У тебя яичница в бороде.
«Я зовусь Никто, — отвечает он, —
я зовусь Никто и живу нигде.»
Тут уж мы доходим почти что до дзэн-философии. В этом самом Никто — все и всё. Жить нигде равнозначно — везде. И весь предшествующий почти что ярмарочный антураж, белокаменное (православное?) небо — это просто широкие горизонты родины, где антисоветская власть сменила советскую, где одна шестая поделилась на части, где народ горюет над избирательным бюллетенем, как над письмом с фронта, а над письмом с фронта необъявленной войны печалится, как над сообщением какой-нибудь газетенки о досрочном разводе кинодивы… Все смешалось в нашей актуальной мифологии. И Кенжеев перешивает все это в своей поэзии еще сильнее, замешивает тесто круче. Прибавляя к этому еще некое ощущение отчуждения персонажа (себя?) от родной сторонушки. Никчемный отставной козы барабанщик — не эмигрант ли это бывший?..
Хотя не будем трогать этого. Чаще эмиграции внешней здесь говорится о внутренней. Иначе говоря, о неполном совпадении человеческих биоритмов с ритмами историческими (= псевдоисторическими). На наших глазах прикидываются, что творят историю, а что в результате они натворят! И тут есть, кроме инвективы, как ни странно, лирика. Люблю отчизну я, но странною любовью. Эту странную любовь дано прочувствовать и описать человеку, подбрасывающему в костер поэзии мокрые поленья слов. На дворе — трава. На траве — дрова. Вот промелькнула тень Евгения Баратынского, вот старого Тарковского…

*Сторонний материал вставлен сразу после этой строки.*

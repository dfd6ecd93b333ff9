//! # Configuration Management
//!
//! Centralized configuration for the realm protocol core.
//!
//! This module provides structured configuration for the client-facing
//! server, the backend link, world geometry, and handoff timing.
//!
//! ## Configuration Sources
//! - TOML files via `from_file()`
//! - Direct instantiation with defaults
//! - Environment-specific overrides via `from_env()`
//!
//! ## Timing defaults
//! The timing defaults mirror the values the protocol was tuned with in
//! production: a 20 ms dispatch tick, three frames per connection per tick,
//! a 60 s handoff staleness window swept every 30 s, and fixed 10 s backend
//! reconnect/keepalive intervals.

use crate::error::{ProtocolError, Result};
use serde::{Deserialize, Serialize};
use std::fs::File;
use std::io::Read;
use std::net::Ipv4Addr;
use std::path::Path;
use std::time::Duration;
use tracing::Level;

/// Main configuration structure containing all configurable settings.
#[derive(Debug, Clone, Deserialize, Serialize, Default)]
pub struct NetworkConfig {
    /// Client-facing listener configuration
    #[serde(default)]
    pub server: ServerConfig,

    /// Backend link configuration
    #[serde(default)]
    pub backend: BackendConfig,

    /// World geometry and areas of responsibility
    #[serde(default)]
    pub world: WorldConfig,

    /// Handoff timing
    #[serde(default)]
    pub handoff: HandoffConfig,

    /// Logging configuration
    #[serde(default)]
    pub logging: LoggingConfig,
}

impl NetworkConfig {
    /// Load configuration from a TOML file
    pub fn from_file<P: AsRef<Path>>(path: P) -> Result<Self> {
        let mut file = File::open(path)
            .map_err(|e| ProtocolError::ConfigError(format!("Failed to open config file: {e}")))?;

        let mut contents = String::new();
        file.read_to_string(&mut contents)
            .map_err(|e| ProtocolError::ConfigError(format!("Failed to read config file: {e}")))?;

        Self::from_toml(&contents)
    }

    /// Load configuration from a TOML string
    pub fn from_toml(content: &str) -> Result<Self> {
        toml::from_str::<Self>(content)
            .map_err(|e| ProtocolError::ConfigError(format!("Failed to parse TOML: {e}")))
    }

    /// Load configuration from environment variables
    pub fn from_env() -> Result<Self> {
        let mut config = Self::default();

        if let Ok(addr) = std::env::var("REALM_PROTOCOL_LISTEN_ADDRESS") {
            config.server.address = addr;
        }

        if let Ok(addr) = std::env::var("REALM_PROTOCOL_BACKEND_ADDRESS") {
            config.backend.address = addr;
        }

        if let Ok(user) = std::env::var("REALM_PROTOCOL_BACKEND_USER") {
            config.backend.user = user;
        }

        if let Ok(password) = std::env::var("REALM_PROTOCOL_BACKEND_PASSWORD") {
            config.backend.password = password;
        }

        if let Ok(tick) = std::env::var("REALM_PROTOCOL_TICK_INTERVAL_MS") {
            if let Ok(val) = tick.parse::<u64>() {
                config.server.tick_interval = Duration::from_millis(val);
            }
        }

        if let Ok(frames) = std::env::var("REALM_PROTOCOL_FRAMES_PER_TICK") {
            if let Ok(val) = frames.parse::<u32>() {
                config.server.frames_per_tick = val;
            }
        }

        Ok(config)
    }

    /// Apply overrides to the default configuration
    pub fn default_with_overrides<F>(mutator: F) -> Self
    where
        F: FnOnce(&mut Self),
    {
        let mut config = Self::default();
        mutator(&mut config);
        config
    }

    /// Generate example configuration file content
    pub fn example_config() -> String {
        toml::to_string_pretty(&Self::default())
            .unwrap_or_else(|_| String::from("# Failed to generate example config"))
    }

    /// Save configuration to a file
    pub fn save_to_file<P: AsRef<Path>>(&self, path: P) -> Result<()> {
        let content = toml::to_string_pretty(self)
            .map_err(|e| ProtocolError::ConfigError(format!("Failed to serialize config: {e}")))?;

        std::fs::write(path, content)
            .map_err(|e| ProtocolError::ConfigError(format!("Failed to write config file: {e}")))?;

        Ok(())
    }

    /// Validate the whole configuration; empty result means valid.
    #[must_use]
    pub fn validate(&self) -> Vec<String> {
        let mut errors = Vec::new();
        errors.extend(self.server.validate());
        errors.extend(self.backend.validate());
        errors.extend(self.world.validate());
        errors.extend(self.handoff.validate());
        errors.extend(self.logging.validate());
        errors
    }
}

/// Client-facing listener configuration
#[derive(Debug, Clone, Deserialize, Serialize)]
#[serde(default)]
pub struct ServerConfig {
    /// Address to listen on for client connections
    pub address: String,

    /// Maximum concurrent client connections
    pub max_connections: usize,

    /// Dispatch tick interval
    #[serde(with = "duration_serde")]
    pub tick_interval: Duration,

    /// Round-robin fairness bound: frames dispatched per connection per
    /// tick, so one spammy client cannot starve the rest.
    pub frames_per_tick: u32,

    /// Read buffer size per connection, in bytes
    pub read_buffer_size: usize,
}

impl Default for ServerConfig {
    fn default() -> Self {
        Self {
            address: String::from("0.0.0.0:5121"),
            max_connections: 4096,
            tick_interval: Duration::from_millis(20),
            frames_per_tick: 3,
            read_buffer_size: 4096,
        }
    }
}

impl ServerConfig {
    /// Validate server configuration
    #[must_use]
    pub fn validate(&self) -> Vec<String> {
        let mut errors = Vec::new();

        if self.address.is_empty() {
            errors.push("Server address cannot be empty".to_string());
        }

        if self.max_connections == 0 {
            errors.push("Max connections cannot be 0".to_string());
        }

        if self.frames_per_tick == 0 {
            errors.push("Frames per tick cannot be 0".to_string());
        } else if self.frames_per_tick > 64 {
            errors.push(format!(
                "Frames per tick suspiciously high: {} (fairness bound is meaningless above 64)",
                self.frames_per_tick
            ));
        }

        if self.tick_interval.is_zero() {
            errors.push("Tick interval cannot be 0".to_string());
        } else if self.tick_interval > Duration::from_secs(1) {
            errors.push("Tick interval above 1s makes clients visibly laggy".to_string());
        }

        if self.read_buffer_size < 256 {
            errors.push("Read buffer too small (minimum: 256 bytes)".to_string());
        }

        errors
    }
}

/// Backend link configuration
#[derive(Debug, Clone, Deserialize, Serialize)]
#[serde(default)]
pub struct BackendConfig {
    /// Address of the backend process
    pub address: String,

    /// Credentials presented in the connect handshake
    pub user: String,
    pub password: String,

    /// This server's own public address, forwarded to the backend so it
    /// can route clients here
    pub public_ip: String,
    pub public_port: u16,

    /// Fixed reconnect retry interval; there is exactly one backend link,
    /// so no backoff is applied
    #[serde(with = "duration_serde")]
    pub retry_interval: Duration,

    /// Keepalive ping interval while the link is ready
    #[serde(with = "duration_serde")]
    pub keepalive_interval: Duration,
}

impl Default for BackendConfig {
    fn default() -> Self {
        Self {
            address: String::from("127.0.0.1:6121"),
            user: String::from("realm01"),
            password: String::from("changeme"),
            public_ip: String::from("127.0.0.1"),
            public_port: 5121,
            retry_interval: Duration::from_secs(10),
            keepalive_interval: Duration::from_secs(10),
        }
    }
}

impl BackendConfig {
    /// Public IPv4 as the raw u32 the wire format carries.
    pub fn public_ip_u32(&self) -> Result<u32> {
        self.public_ip
            .parse::<Ipv4Addr>()
            .map(u32::from)
            .map_err(|e| ProtocolError::ConfigError(format!("Bad public_ip: {e}")))
    }

    /// Validate backend configuration
    #[must_use]
    pub fn validate(&self) -> Vec<String> {
        let mut errors = Vec::new();

        if self.address.is_empty() {
            errors.push("Backend address cannot be empty".to_string());
        }

        if self.user.is_empty() {
            errors.push("Backend user cannot be empty".to_string());
        } else if self.user.len() > 23 {
            errors.push("Backend user too long (wire field is 24 bytes, NUL-terminated)".to_string());
        }

        if self.password == "changeme" {
            errors.push("WARNING: Backend password is the default - change it".to_string());
        } else if self.password.len() > 23 {
            errors.push("Backend password too long (wire field is 24 bytes, NUL-terminated)".to_string());
        }

        if self.public_ip.parse::<Ipv4Addr>().is_err() {
            errors.push(format!("public_ip is not a valid IPv4 address: {}", self.public_ip));
        }

        if self.retry_interval < Duration::from_secs(1) {
            errors.push("Backend retry interval below 1s hammers the backend".to_string());
        }

        if self.keepalive_interval.is_zero() {
            errors.push("Keepalive interval cannot be 0".to_string());
        }

        errors
    }
}

/// World geometry and areas of responsibility
#[derive(Debug, Clone, Deserialize, Serialize)]
#[serde(default)]
pub struct WorldConfig {
    /// Map ids this server is responsible for; announced to the backend
    /// on every successful connect
    pub maps: Vec<u16>,

    /// Broadcast rectangle half-width, in cells
    pub area_radius: i16,

    /// Shrink applied to chat-adjacent area broadcasts
    pub chat_shrink: i16,
}

impl Default for WorldConfig {
    fn default() -> Self {
        Self {
            maps: vec![0],
            area_radius: 14,
            chat_shrink: 5,
        }
    }
}

impl WorldConfig {
    /// Validate world configuration
    #[must_use]
    pub fn validate(&self) -> Vec<String> {
        let mut errors = Vec::new();

        if self.maps.is_empty() {
            errors.push("World must declare at least one map of responsibility".to_string());
        }

        if self.area_radius <= 0 {
            errors.push("Area radius must be positive".to_string());
        }

        if self.chat_shrink < 0 || self.chat_shrink >= self.area_radius {
            errors.push("Chat shrink must be in 0..area_radius".to_string());
        }

        errors
    }
}

/// Handoff timing
#[derive(Debug, Clone, Deserialize, Serialize)]
#[serde(default)]
pub struct HandoffConfig {
    /// Age past which an auth node is considered stale
    #[serde(with = "duration_serde")]
    pub stale_after: Duration,

    /// How often the sweeper runs
    #[serde(with = "duration_serde")]
    pub sweep_interval: Duration,
}

impl Default for HandoffConfig {
    fn default() -> Self {
        Self {
            stale_after: Duration::from_secs(60),
            sweep_interval: Duration::from_secs(30),
        }
    }
}

impl HandoffConfig {
    /// Validate handoff configuration
    #[must_use]
    pub fn validate(&self) -> Vec<String> {
        let mut errors = Vec::new();

        if self.stale_after < Duration::from_secs(5) {
            errors.push("Staleness window below 5s evicts healthy handoffs".to_string());
        }

        if self.sweep_interval.is_zero() {
            errors.push("Sweep interval cannot be 0".to_string());
        } else if self.sweep_interval > self.stale_after {
            errors.push("Sweep interval should not exceed the staleness window".to_string());
        }

        errors
    }
}

/// Logging configuration
#[derive(Debug, Clone, Deserialize, Serialize)]
#[serde(default)]
pub struct LoggingConfig {
    /// Application name for logs
    pub app_name: String,

    /// Log level
    #[serde(with = "log_level_serde")]
    pub log_level: Level,

    /// Whether to log to console
    pub log_to_console: bool,

    /// Whether to use JSON formatting for logs
    pub json_format: bool,
}

impl Default for LoggingConfig {
    fn default() -> Self {
        Self {
            app_name: String::from("realm-protocol"),
            log_level: Level::INFO,
            log_to_console: true,
            json_format: false,
        }
    }
}

impl LoggingConfig {
    /// Validate logging configuration
    #[must_use]
    pub fn validate(&self) -> Vec<String> {
        let mut errors = Vec::new();

        if self.app_name.is_empty() {
            errors.push("Application name cannot be empty".to_string());
        } else if self.app_name.len() > 64 {
            errors.push(format!(
                "Application name too long: {} characters (maximum: 64)",
                self.app_name.len()
            ));
        }

        errors
    }
}

/// Helper module for Duration serialization/deserialization
mod duration_serde {
    use serde::{Deserialize, Deserializer, Serialize, Serializer};
    use std::time::Duration;

    pub fn serialize<S>(duration: &Duration, serializer: S) -> Result<S::Ok, S::Error>
    where
        S: Serializer,
    {
        let millis = duration.as_millis() as u64;
        millis.serialize(serializer)
    }

    pub fn deserialize<'de, D>(deserializer: D) -> Result<Duration, D::Error>
    where
        D: Deserializer<'de>,
    {
        let millis = u64::deserialize(deserializer)?;
        Ok(Duration::from_millis(millis))
    }
}

/// Helper module for tracing::Level serialization/deserialization
mod log_level_serde {
    use serde::{Deserialize, Deserializer, Serialize, Serializer};
    use std::str::FromStr;
    use tracing::Level;

    pub fn serialize<S>(level: &Level, serializer: S) -> Result<S::Ok, S::Error>
    where
        S: Serializer,
    {
        let level_str = match *level {
            Level::TRACE => "trace",
            Level::DEBUG => "debug",
            Level::INFO => "info",
            Level::WARN => "warn",
            Level::ERROR => "error",
        };
        level_str.serialize(serializer)
    }

    pub fn deserialize<'de, D>(deserializer: D) -> Result<Level, D::Error>
    where
        D: Deserializer<'de>,
    {
        let level_str = String::deserialize(deserializer)?;
        Level::from_str(&level_str)
            .map_err(|_| serde::de::Error::custom(format!("Invalid log level: {level_str}")))
    }
}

Ах, отчизна, дура дурой, с детской скрипочкой в руке...
Пожалуй, это посильнее эротических ножек Пушкина будет! Родина — девочка (мне почему-то кажется, что девочка: взрослой тете зачем детская скрипочка, для смеха? — и нищая) со скрипкой, а не та меченосица, изваянная Вучетичем… И какой там березовый сок, и какой там кумыс от степных кобылиц, когда есть вещи посерьезнее. Родина или смерть? А поэт отвечает: родина (земная, но и небесная) и искусство. Священник и физик оказываются просто двумя ролями-ипостасями одного поэта. И наружу выходит внутренний монолог.
Вот и все. Материалы семинара прочитаны. А костер не гаснет и вода не иссякает. Чудо!
Александр Касымов
* «Вопросы литературы», 2000, № 4, с. 240.
** Еще «Арион» объявил, что опубликует подборку, но, к сожалению, журнал до меня еще не дошел.